By Mathew Carr
Jan. 26, 2021 — LONDON: China continues to slowly turn the screws on greenhouse gas, saying Shanghai is to peak its emissions before 2025, according to China Daily.
Having the city begin cutting emissions soonish indicates the most populous country is looking closely at what it can do as nations are meant to be boosting the ambition of their climate targets before the Glasgow UNFCCC talks in November.
It comes as John Kerry, special U.S. climate envoy asks China to try to reach net zero by 2050 instead of 2060. The U.S. has only 4% of the world’s population yet has the most historical responsibility for climate change.
China and U.S. are seen cooperating on climate action, yet tensions apparently remain: https://carrzee.org/2021/01/24/while-trumps-exit-from-the-paris-climate-deal-was-reckless-chinas-net-zero-target-for-2060-is-not-soon-enough-kerry/
U.S. to limit oil and natural gas: https://www.independent.co.uk/environment/climate-change/biden-oil-gas-trump-federal-land-b1792889.html
Here is the full text of China Daily story on the China govt website:
Shanghai is aiming to hit its peak in carbon dioxide emission before 2025, five years ahead of the country’s timeline, according to a five-year plan being reviewed at the ongoing municipal people’s congress.

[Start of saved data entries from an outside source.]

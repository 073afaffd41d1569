//! Sub-configuration structs and their defaults.

use serde::{Deserialize, Serialize};

/// Remote completion service and request shape.
///
/// The request constants (`model_tag`, `temperature`, `max_tokens`) are the
/// same for every call; they live here only so deployments can point at a
/// different backend.
#[derive(Debug, Clone, Serialize, Deserialize)]
#[serde(default)]
pub struct EnhancerConfig {
    /// Chat-completion endpoint
    pub endpoint: String,

    /// Value of the identifying `Referer` header
    pub referer: String,

    /// API key (supports ${ENV_VAR} syntax); sent as a bearer token when set
    pub api_key: String,

    /// Text model tag sent in every request
    pub model_tag: String,

    /// Sampling temperature
    pub temperature: f32,

    /// Maximum tokens in the rewritten prompt
    pub max_tokens: u32,

    /// Deadline for the remote call in milliseconds
    pub timeout_ms: u64,
}

impl Default for EnhancerConfig {
    fn default() -> Self {
        Self {
            endpoint: "https://text.pollinations.ai/openai".to_string(),
            referer: "image.pollinations.ai".to_string(),
            api_key: "${POLLINATIONS_KEY}".to_string(),
            model_tag: "openai".to_string(),
            temperature: 0.5,
            max_tokens: 400,
            timeout_ms: 7000,
        }
    }
}

/// Logging settings.
#[derive(Debug, Clone, Serialize, Deserialize)]
#[serde(default)]
pub struct LoggingConfig {
    /// Log level: error, warn, info, debug, trace
    pub level: String,

    /// Log format: "pretty" or "json"
    pub format: String,
}

impl Default for LoggingConfig {
    fn default() -> Self {
        Self {
            level: "info".to_string(),
            format: "pretty".to_string(),
        }
    }
}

The draft of the Shanghai’s 14th-Five-Year Plan and development vision for 2035 stated that the city will push forward energy saving and emission reduction in key industries such as electricity, chemicals and steelmaking to ensure that carbon emission peaks before 2025.
By 2025, the annual amount of coal consumption in the city is expected to be under 43 million metric tons, and the ratio of coal in primary energy consumption will be reduced to around 30 percent, while the use of natural gas, which produces less greenhouse gases than carbon or oil, will be raised to 15 percent.
In the past five years, Shanghai has been developing its renewable energy sector as it seeks to increase the use of new energy to 8 percent of the city’s total electricity consumption.